Stylus: LOL. We’re having fun. What else would you like to know?

petylove: So anwser the Qustion first

petylove: ok

petylove: Do you have any woman with you?

Stylus: I already told you that my wife is wonderful. Now you are asking me if she is a woman? That is VERY personal. Plus, the State of Texas does not recognize the union between a man and an inanimate object of his choosing.


Stylus: Do you have any woman with you?

petylove: no

Stylus: Simple enough.

BUZZ!!!

Stylus: OK, so the question was “what are you really looking for in chatting?” Good question. I am looking for some excitement in chatting. Some entertainment. I enjoy when a bot or foreign person writes to me out of nowhere. That way I can type endless non-sequiturs.

petylove: what do you do for work?

Stylus: I throw non-toasted sandwiches at elderly men in the park. It’s quite gratifying.

Stylus: Especially when they come with Sunchips!

petylove: presently am in west africa to buy some of the Goods now but i will be back to state in 5days now


Stylus: Back to where you live in ELM TOTTOOS dallas?

petylove: No am still on the trip

Stylus: What goods are you buying in West Africa?

Stylus: Not slaves, I hope! That would be awkward!

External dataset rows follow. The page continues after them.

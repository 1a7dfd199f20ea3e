//! Error cache implementation
//!
//! Holds one prediction error E_k = f(x_k) - y_k per training example together
//! with a validity flag. An entry becomes valid the first time its example is
//! visited, and only valid entries take part in the second-choice heuristic.

/// Single cached error
#[derive(Debug, Clone, Copy, PartialEq, Default)]
struct CacheEntry {
    valid: bool,
    error: f64,
}

/// Per-example error cache used by the SMO pair selection
#[derive(Debug, Clone)]
pub struct ErrorCache {
    entries: Vec<CacheEntry>,
}

impl ErrorCache {
    /// Create a cache for `n` examples with every entry invalid
    pub fn new(n: usize) -> Self {
        Self {
            entries: vec![CacheEntry::default(); n],
        }
    }

    /// Store an error for example `k` and mark it valid
    pub fn set(&mut self, k: usize, error: f64) {
        self.entries[k] = CacheEntry { valid: true, error };
    }

    /// Cached error for example `k`, if the entry is valid
    pub fn get(&self, k: usize) -> Option<f64> {
        let entry = self.entries[k];
        entry.valid.then_some(entry.error)
    }

    /// Indices of valid entries in ascending order
    pub fn valid_indices(&self) -> Vec<usize> {
        self.entries
            .iter()
            .enumerate()
            .filter_map(|(k, entry)| entry.valid.then_some(k))
            .collect()
    }

    pub fn n_valid(&self) -> usize {
        self.entries.iter().filter(|entry| entry.valid).count()
    }

    pub fn len(&self) -> usize {
        self.entries.len()
    }

    pub fn is_empty(&self) -> bool {
        self.entries.is_empty()
    }
}
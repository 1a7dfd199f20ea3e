//! Explicit separating hyperplane for the linear kernel
//!
//! With K(x, y) = x^T y the decision function Σ alpha_i y_i K(x_i, x) + b
//! collapses to w^T x + b with w = Σ alpha_i y_i x_i, so prediction costs one
//! dot product instead of one kernel evaluation per support vector.

use crate::core::{Prediction, Result, SVMError};
use ndarray::{Array1, ArrayView1, ArrayView2};

#[derive(Debug, Clone, PartialEq)]
pub struct Hyperplane {
    weights: Array1<f64>,
    bias: f64,
}

impl Hyperplane {
    pub fn new(weights: Array1<f64>, bias: f64) -> Self {
        Self { weights, bias }
    }

    /// w = Σ alpha_i * y_i * x_i over the training set
    pub fn from_dual(
        features: ArrayView2<f64>,
        labels: ArrayView1<f64>,
        alpha: ArrayView1<f64>,
        bias: f64,
    ) -> Self {
        let coefficients = &alpha * &labels;
        Self::new(features.t().dot(&coefficients), bias)
    }

    pub fn weights(&self) -> ArrayView1<'_, f64> {
        self.weights.view()
    }

    pub fn bias(&self) -> f64 {
        self.bias
    }

    pub fn dim(&self) -> usize {
        self.weights.len()
    }

    /// w^T x + b
    pub fn decision(&self, x: ArrayView1<f64>) -> f64 {
        self.weights.dot(&x) + self.bias
    }

    pub fn try_decision(&self, x: ArrayView1<f64>) -> Result<f64> {
        if x.len() != self.dim() {
            return Err(SVMError::DimensionMismatch {
                expected: self.dim(),
                actual: x.len(),
            });
        }
        Ok(self.decision(x))
    }

    pub fn predict(&self, x: ArrayView1<f64>) -> Prediction {
        Prediction::from_decision(self.decision(x))
    }
}
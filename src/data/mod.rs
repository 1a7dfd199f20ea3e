//! Data loading for SVM training

pub mod delimited;

pub use self::delimited::DenseDataset;
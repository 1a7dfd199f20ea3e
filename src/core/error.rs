//! Error types for SVM implementation

use thiserror::Error;

#[derive(Error, Debug)]
pub enum SVMError {
    #[error("Invalid parameter: {0}")]
    InvalidParameter(String),

    #[error("Unrecognized kernel: {0}")]
    UnrecognizedKernel(String),

    #[error("Invalid dataset: {0}")]
    InvalidDataset(String),

    #[error("Invalid label: expected -1 or +1, got {0}")]
    InvalidLabel(f64),

    #[error("Dimension mismatch: expected {expected}, got {actual}")]
    DimensionMismatch { expected: usize, actual: usize },

    #[error("Empty dataset")]
    EmptyDataset,

    #[error("IO error: {0}")]
    IoError(#[from] std::io::Error),

    #[error("Parse error: {0}")]
    ParseError(String),
}

impl SVMError {
    /// Whether this error stems from hyperparameters or kernel selection
    /// rather than from the data.
    pub fn is_configuration_error(&self) -> bool {
        matches!(
            self,
            SVMError::InvalidParameter(_) | SVMError::UnrecognizedKernel(_)
        )
    }
}

pub type Result<T> = std::result::Result<T, SVMError>;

petylove: Like jewelery bond of Gold and siliver

Stylus: Will you smuggle the precious, unrefined stones in your body cavities?

petylove: uh

Stylus: Just don’t get caught. I just met you. I would be upset if you were detained.

petylove: Detained what?

Stylus: Nevermind.

Stylus: So tell me something very interesting.

petylove: like what?

Stylus: Anything you like

Stylus: I need a good straight man, here! Set me up!

petylove: See am sad now

Stylus: Why are you sad?

petylove: Well..i need a favor from you

Stylus: OK

Stylus: I’ll bite

petylove: Well..i have done with what i come here for….and i need some little money to take them to state


Stylus: TELL ME!

Stylus: You want money? I have a lot of money.

Stylus: How much do you need?

petylove: Well..it just only $250 i will refund you back when i get to you in state in double

Stylus: That’s ok. How can I send it to you?

petylove: Are you sure you are going to help me for that?


Stylus: YES

petylove: when is that?

Stylus: How do I give you the money?


…and then she/he/it was gone. Just when I was getting warmed up.